The documents you’ll need include the death certificate, identity cards of the administrator or executor, the deceased’s bank statements, and proof of relationship (marriage or birth certificates).

Once you have the Grant of Probate or Letter of Administration, bring a certified true copy to each bank. The bank will then release the funds to the estate.

Muslim and non-Muslim estates follow different inheritance laws. Non-Muslim estates follow the Distribution Act 1958, while Muslim estates go through the Syariah Court for a Faraid Certificate. The requirement of obtaining proper authority before accessing bank accounts applies to both.

Outstanding Loans Don’t Get Written Off

Banks don’t simply forgive outstanding debts when someone dies. There’s no law in Malaysia requiring them to do so, and they can continue charging interest until debts are fully settled.

Debts don’t automatically transfer to family members. You don’t “inherit” your parents’ credit card debt or personal loan. Instead, these debts become the responsibility of the deceased’s estate.

The executor or administrator must use the deceased’s assets to pay off debts before distributing anything to beneficiaries. If your parent left you a house but also had RM50,000 in outstanding loans, the loans get paid first. In some cases, assets may need to be sold to cover debts.

When Family Members Might Be Responsible

While debts don’t pass to children or relatives automatically, there are exceptions:

Guarantors: If you guaranteed someone’s loan and they pass away, you’re responsible for the remaining balance. This is the most common way family members end up with inherited debt.

Joint borrowers: For joint loans like home loans taken with a spouse, the surviving borrower remains responsible for the entire balance.

Joint credit cards: Primary and supplementary cardholders may have different levels of responsibility depending on the bank’s terms.

If you weren’t a guarantor or joint borrower and creditors are pressuring you to pay, you’re not legally obligated to do so.

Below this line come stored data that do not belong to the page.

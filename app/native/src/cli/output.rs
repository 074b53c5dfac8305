//! CLI output formatting utilities.
//!
//! JSON syntax highlighting and column helpers shared by the commands.

use colored::Colorize;

/// Prints JSON with syntax highlighting.
///
/// Colors:
/// - Keys: Cyan
/// - Strings: Green
/// - Numbers: Yellow
/// - Booleans/Null: Magenta
/// - Punctuation: White, brackets bold
pub fn print_highlighted_json(value: &serde_json::Value) {
    let json = serde_json::to_string_pretty(value).unwrap_or_else(|_| "{}".to_string());
    println!("{}", highlight_json(&json));
}

/// Colors pretty-printed JSON.
#[must_use]
pub fn highlight_json(json: &str) -> String {
    let mut out = String::with_capacity(json.len() * 2);
    let mut chars = json.chars().peekable();
    let mut containers: Vec<char> = Vec::new();
    let mut after_colon = false;

    while let Some(ch) = chars.next() {
        match ch {
            '"' => {
                let mut literal = String::from('"');
                while let Some(next) = chars.next() {
                    literal.push(next);
                    if next == '\\' {
                        literal.extend(chars.next());
                    } else if next == '"' {
                        break;
                    }
                }
                let is_key = containers.last() == Some(&'{') && !after_colon;
                let colored = if is_key { literal.cyan() } else { literal.green() };
                out.push_str(&colored.to_string());
                after_colon = false;
            }
            ':' => {
                out.push_str(&":".white().to_string());
                after_colon = true;
            }
            ',' => {
                out.push_str(&",".white().to_string());
                after_colon = false;
            }
            '{' | '[' | '}' | ']' => {
                if matches!(ch, '{' | '[') {
                    containers.push(ch);
                } else {
                    containers.pop();
                }
                out.push_str(&ch.to_string().white().bold().to_string());
                after_colon = false;
            }
            c if c.is_whitespace() => out.push(c),
            _ => {
                let mut literal = String::from(ch);
                while let Some(&next) = chars.peek() {
                    if matches!(next, ',' | '}' | ']') || next.is_whitespace() {
                        break;
                    }
                    literal.push(next);
                    chars.next();
                }
                let colored = match literal.as_str() {
                    "true" | "false" | "null" => literal.magenta(),
                    _ if literal.parse::<f64>().is_ok() => literal.yellow(),
                    _ => literal.normal(),
                };
                out.push_str(&colored.to_string());
                after_colon = false;
            }
        }
    }

    out
}

/// Truncates a string to a maximum number of characters, adding ellipsis if needed.
///
/// This function correctly handles multi-byte UTF-8 characters by counting
/// characters rather than bytes.
#[must_use]
pub fn truncate(s: &str, max_chars: usize) -> String {
    let char_count = s.chars().count();

    if char_count <= max_chars {
        s.to_string()
    } else if max_chars <= 1 {
        "…".to_string()
    } else {
        // Find the byte index of the (max_chars - 1)th character
        let truncate_at = s.char_indices().nth(max_chars - 1).map_or(s.len(), |(idx, _)| idx);
        format!("{}…", &s[..truncate_at])
    }
}

#[cfg(test)]
mod tests {
    use super::*;

    #[test]
    fn test_highlight_json_keeps_text_without_colors() {
        colored::control::set_override(false);
        let json = "{\n  \"clients\": [\"Skype\", \"a\\\"b\"],\n  \"debounceMs\": 1000,\n  \"muteOnDuplex\": true\n}";
        assert_eq!(highlight_json(json), json);
    }

    #[test]
    fn test_truncate_short_string() {
        assert_eq!(truncate("hello", 10), "hello");
    }

    #[test]
    fn test_truncate_long_string() {
        assert_eq!(truncate("hello world", 8), "hello w…");
    }

    #[test]
    fn test_truncate_exact_length() {
        assert_eq!(truncate("hello", 5), "hello");
    }

    #[test]
    fn test_truncate_min_length() {
        assert_eq!(truncate("hello", 1), "…");
    }

    #[test]
    fn test_truncate_multibyte_utf8() {
        let s = "Lecteur vidéo • Totem";
        assert_eq!(truncate(s, 16), "Lecteur vidéo •…");
        assert_eq!(truncate(s, 30), s);
    }

    #[test]
    fn test_truncate_emoji() {
        let s = "hello 🌍 world";
        assert_eq!(truncate(s, 8), "hello 🌍…");
    }
}
//! CLI module for Autoduplex.
//!
//! Without a subcommand the binary runs the switching daemon; the other
//! commands inspect the audio server and manage the configuration file.

mod commands;
mod output;

use clap::Parser;
pub use commands::Cli;

use crate::error::SwitcherError;

/// Runs the CLI.
///
/// Parses command-line arguments and executes the appropriate command.
///
/// # Errors
///
/// Returns an error if the command execution fails.
pub fn run() -> Result<(), SwitcherError> {
    let cli = Cli::parse();
    cli.execute()
}
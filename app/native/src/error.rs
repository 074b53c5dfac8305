//! Error types for Autoduplex.
//!
//! This module provides the unified error type used throughout the application.
//! Events from unrecognized clients and references to streams that no longer
//! exist are not errors: they are dropped or treated as no-ops where they
//! occur.

use thiserror::Error;

/// Errors that can occur while watching and switching the audio device.
#[derive(Debug, Error)]
pub enum SwitcherError {
    /// The audio server or its event feed is not reachable (yet).
    #[error("Audio server unavailable: {0}")]
    Unavailable(String),
    /// The event feed ended while the engine was running.
    #[error("Event feed terminated unexpectedly")]
    FeedClosed,
    /// A single audio server command failed.
    #[error("Command `{command}` failed: {message}")]
    Command {
        /// The command that was executed.
        command: String,
        /// The failure reason reported by the server or the OS.
        message: String,
    },
    /// The device or one of its endpoints could not be resolved.
    #[error("Unable to resolve device: {0}")]
    Unresolved(String),
    /// Configuration error.
    #[error("Configuration error: {0}")]
    Config(String),
    /// IO error.
    #[error("IO error: {0}")]
    Io(String),
}

impl SwitcherError {
    /// Creates a [`SwitcherError::Command`] from anything printable.
    pub fn command(command: impl Into<String>, message: impl ToString) -> Self {
        Self::Command {
            command: command.into(),
            message: message.to_string(),
        }
    }

    /// Returns whether retrying later may succeed.
    #[must_use]
    pub const fn is_transient(&self) -> bool { matches!(self, Self::Unavailable(_)) }
}

impl From<std::io::Error> for SwitcherError {
    fn from(err: std::io::Error) -> Self { Self::Io(err.to_string()) }
}

impl From<serde_json::Error> for SwitcherError {
    fn from(err: serde_json::Error) -> Self { Self::Config(err.to_string()) }
}

impl From<regex::Error> for SwitcherError {
    fn from(err: regex::Error) -> Self { Self::Config(format!("invalid pattern: {err}")) }
}
use anyhow::{Context, Result};
use directories::ProjectDirs;
use serde::Deserialize;
use std::path::{Path, PathBuf};
use std::time::Duration;

pub const DEFAULT_BASE_URL: &str = "https://story.snapchat.com/@";
pub const DEFAULT_USER_AGENT: &str = "Mozilla/5.0 (Macintosh; Intel Mac OS X 10_15_7) \
                                      AppleWebKit/537.36 (KHTML, like Gecko) \
                                      Chrome/131.0.0.0 Safari/537.36";

/// Runtime settings. Every field has a default so a partial TOML file is fine.
#[derive(Debug, Deserialize, Clone)]
#[serde(default)]
pub struct Config {
    /// Profile endpoint; the handle is appended verbatim.
    pub base_url: String,
    pub user_agent: String,
    /// Upper bound on in-flight media downloads.
    pub concurrency: usize,
    pub request_timeout_secs: u64,
    /// Parent for fresh per-request temp directories. System temp dir when unset.
    pub temp_root: Option<PathBuf>,
}

impl Default for Config {
    fn default() -> Self {
        Self {
            base_url: DEFAULT_BASE_URL.to_string(),
            user_agent: DEFAULT_USER_AGENT.to_string(),
            concurrency: 8,
            request_timeout_secs: 30,
            temp_root: None,
        }
    }
}

impl Config {
    /// Defaults, then the config file (if any), then `STORYFETCH_*` environment overrides.
    pub fn load() -> Result<Self> {
        let explicit = std::env::var_os("STORYFETCH_CONFIG").map(PathBuf::from);
        let path = explicit.clone().or_else(default_config_path);
        let mut cfg = match path {
            Some(p) if p.exists() => Self::from_file(&p)?,
            Some(p) if explicit.is_some() => anyhow::bail!("config file not found: {}", p.display()),
            _ => Self::default(),
        };
        cfg.apply_env();
        Ok(cfg)
    }

    /// Connect and idle-read bound for media; whole-request bound for the profile page.
    pub fn request_timeout(&self) -> Duration {
        Duration::from_secs(self.request_timeout_secs)
    }

    pub fn from_file(path: &Path) -> Result<Self> {
        let text = std::fs::read_to_string(path)
            .with_context(|| format!("failed to read config: {}", path.display()))?;
        Self::from_toml(&text).with_context(|| format!("invalid config: {}", path.display()))
    }

    pub fn from_toml(text: &str) -> Result<Self> {
        let cfg: Config = toml::from_str(text)?;
        Ok(cfg.normalized())
    }

    fn apply_env(&mut self) {
        if let Ok(v) = std::env::var("STORYFETCH_BASE_URL") { self.base_url = v; }
        if let Ok(v) = std::env::var("STORYFETCH_USER_AGENT") { self.user_agent = v; }
        if let Some(n) = std::env::var("STORYFETCH_CONCURRENCY").ok().and_then(|s| s.parse().ok()) { self.concurrency = n; }
        if let Some(n) = std::env::var("STORYFETCH_TIMEOUT_SECS").ok().and_then(|s| s.parse().ok()) { self.request_timeout_secs = n; }
        if let Some(p) = std::env::var_os("STORYFETCH_TEMP_ROOT") { self.temp_root = Some(PathBuf::from(p)); }
        *self = std::mem::take(self).normalized();
    }

    fn normalized(mut self) -> Self {
        self.concurrency = self.concurrency.max(1);
        self
    }
}

fn default_config_path() -> Option<PathBuf> {
    ProjectDirs::from("", "", "storyfetch").map(|dirs| dirs.config_dir().join("config.toml"))
}
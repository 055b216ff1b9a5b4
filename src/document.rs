//! Profile page fetcher.
//!
//! The profile page ships its application state as JSON inside a single
//! `<script id="__NEXT_DATA__">` element. We pull that out and hand back the
//! untyped `serde_json::Value` tree.

use reqwest::StatusCode;
use scraper::{Html, Selector};
use serde_json::Value;
use std::time::Duration;
use tracing::{debug, error, info, warn};

use crate::error::FetchError;

const STATE_SELECTOR: &str = "script#__NEXT_DATA__";

pub fn profile_url(base_url: &str, handle: &str) -> String {
    format!("{}{}", base_url, handle)
}

/// Fetch and parse, keeping the failure kind. `timeout` bounds the whole page request.
pub async fn try_fetch(client: &reqwest::Client, base_url: &str, handle: &str, timeout: Duration) -> Result<Value, FetchError> {
    let url = profile_url(base_url, handle);
    debug!(%url, "fetching profile page");
    let resp = client.get(&url).timeout(timeout).send().await?;
    let status = resp.status();
    if status == StatusCode::NOT_FOUND { return Err(FetchError::NotFound); }
    if !status.is_success() { return Err(FetchError::Status(status.as_u16())); }
    let body = resp.text().await?;
    parse_embedded_state(&body)
}

/// Fetch a profile document; every failure kind comes back as `None` after being logged.
pub async fn fetch(client: &reqwest::Client, base_url: &str, handle: &str, timeout: Duration) -> Option<Value> {
    match try_fetch(client, base_url, handle, timeout).await {
        Ok(doc) => Some(doc),
        Err(FetchError::NotFound) => {
            info!(handle, "profile not found");
            None
        }
        Err(e) if e.is_parse_failure() => {
            warn!(handle, error = %e, "could not read embedded page state; page layout may have changed");
            None
        }
        Err(e) => {
            error!(handle, error = %e, "profile fetch failed");
            None
        }
    }
}

/// Locate the embedded state element in `html` and parse its text as JSON.
pub fn parse_embedded_state(html: &str) -> Result<Value, FetchError> {
    let document = Html::parse_document(html);
    let Ok(sel) = Selector::parse(STATE_SELECTOR) else { return Err(FetchError::MissingPayload) };
    let text: String = document
        .select(&sel)
        .next()
        .map(|el| el.text().collect())
        .ok_or(FetchError::MissingPayload)?;
    if text.trim().is_empty() { return Err(FetchError::MissingPayload); }
    Ok(serde_json::from_str(&text)?)
}
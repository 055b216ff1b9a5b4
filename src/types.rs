use serde::{Deserialize, Serialize};
use std::collections::BTreeMap;
use std::path::{Path, PathBuf};

#[derive(Debug, Clone, Copy, PartialEq, Eq, Serialize, Deserialize)]
pub enum MediaKind {
    Image,
    Video,
    Unknown,
}

const IMAGE_EXTS: &[&str] = &["jpg", "jpeg", "png", "webp", "gif", "heic"];
const VIDEO_EXTS: &[&str] = &["mp4", "mov", "webm", "m4v"];

impl MediaKind {
    /// Classify from a declared `Content-Type` value; parameters are ignored.
    pub fn from_content_type(ct: &str) -> Self {
        let essence = ct.split(';').next().unwrap_or("").trim().to_ascii_lowercase();
        if essence.starts_with("image/") { MediaKind::Image }
        else if essence.starts_with("video/") { MediaKind::Video }
        else { MediaKind::Unknown }
    }

    pub fn from_extension(ext: &str) -> Self {
        let ext = ext.to_ascii_lowercase();
        if IMAGE_EXTS.contains(&ext.as_str()) { MediaKind::Image }
        else if VIDEO_EXTS.contains(&ext.as_str()) { MediaKind::Video }
        else { MediaKind::Unknown }
    }

    pub fn from_path(path: &Path) -> Self {
        path.extension().and_then(|e| e.to_str()).map(Self::from_extension).unwrap_or(MediaKind::Unknown)
    }

    pub fn as_str(&self) -> &'static str {
        match self {
            MediaKind::Image => "image",
            MediaKind::Video => "video",
            MediaKind::Unknown => "unknown",
        }
    }
}

/// A media file written to local storage. The caller owns `path` once returned.
#[derive(Debug, Clone, PartialEq, Eq, Serialize, Deserialize)]
pub struct RetrievedFile {
    pub url: String,
    pub path: PathBuf,
    pub kind: MediaKind,
}

/// Which albums of a partition to take.
#[derive(Debug, Clone, PartialEq, Eq)]
pub enum AlbumChoice {
    All,
    Named(String),
}

/// Collection title -> media URLs in document order.
#[derive(Debug, Clone, Default, PartialEq, Eq, Serialize, Deserialize)]
pub struct Collections {
    map: BTreeMap<String, Vec<String>>,
}

impl Collections {
    pub fn new() -> Self { Self::default() }

    /// Appends to any URLs already held under `title`.
    pub fn append(&mut self, title: String, urls: Vec<String>) {
        self.map.entry(title).or_default().extend(urls);
    }

    pub fn get(&self, title: &str) -> Option<&[String]> { self.map.get(title).map(Vec::as_slice) }
    pub fn titles(&self) -> impl Iterator<Item = &str> { self.map.keys().map(String::as_str) }
    pub fn len(&self) -> usize { self.map.len() }
    pub fn is_empty(&self) -> bool { self.map.is_empty() }

    /// Titles that are not spotlights, sorted case-insensitively.
    pub fn highlights(&self) -> Vec<String> { self.partition(false) }

    /// Titles mentioning "spotlight", sorted case-insensitively.
    pub fn spotlights(&self) -> Vec<String> { self.partition(true) }

    /// URLs for a choice within one partition. Unknown or out-of-partition names yield nothing.
    pub fn select(&self, spotlight: bool, choice: &AlbumChoice) -> Vec<String> {
        let titles = self.partition(spotlight);
        match choice {
            AlbumChoice::All => titles.iter().flat_map(|t| self.map[t].iter().cloned()).collect(),
            AlbumChoice::Named(name) if titles.contains(name) => self.map[name].clone(),
            AlbumChoice::Named(_) => Vec::new(),
        }
    }

    fn partition(&self, spotlight: bool) -> Vec<String> {
        let mut titles: Vec<String> = self
            .map
            .keys()
            .filter(|k| is_spotlight(k) == spotlight)
            .cloned()
            .collect();
        titles.sort_by_key(|t| t.to_lowercase());
        titles
    }
}

fn is_spotlight(title: &str) -> bool {
    title.to_lowercase().contains("spotlight")
}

Don’t let anyone bully you into paying out of your own pocket.

Home Loans And MRTA Coverage

Home loans deserve special mention because they often come with mortgage insurance. If the deceased had Mortgage Reducing Term Assurance (MRTA) or Mortgage Level Term Assurance (MLTA), the insurance may pay off the outstanding balance, allowing beneficiaries to inherit the property without the loan burden.

Without mortgage insurance, the home loan becomes the estate’s responsibility. Beneficiaries can either continue making payments, pay off the balance from other estate assets, or the property may need to be sold to settle the debt.

The Timeline Can Take Months Or Years

Settling a deceased person’s finances isn’t quick. During the waiting period, loan interest continues to accumulate and bills remain unpaid. It’s a frustrating situation: you can see the money sitting there, but you can’t touch it.

Some families continue paying the deceased’s loan instalments from their own funds to prevent interest from piling up, then claim reimbursement from the estate later.

With A Will vs Without A Will

With A WillWithout A Will
Who handles the estateExecutor named in the willAdministrator appointed by court
(usually next-of-kin)
Legal document neededGrant of ProbateLetter of Administration
Typical timeline3–6 months6–12 months
(can exceed 2 years)
Where to applyHigh CourtHigh Court, or
Amanah Raya for estates under RM600,000 (movable property only)
Additional requirementsNoneTwo sureties (guarantors)
usually required
DistributionAccording to the willAccording to Distribution Act 1958 (non-Muslim) or
Faraid (Muslim)

Planning Ahead Makes Everything Easier

Having a will makes the process significantly faster and cheaper. And if you have a home loan, make sure you understand whether your MRTA or MLTA coverage is still active and sufficient.

Making sure your family knows where to find important documents and which banks you have accounts with can save them considerable stress. A simple list kept somewhere safe goes a long way.

According to Amanah Raya, more than RM65 billion in assets by Malaysian families, mostly because relatives didn’t know the deceased had those accounts. Nobody likes thinking about death, but a little preparation now can save your family months of bureaucratic headaches when you’re gone.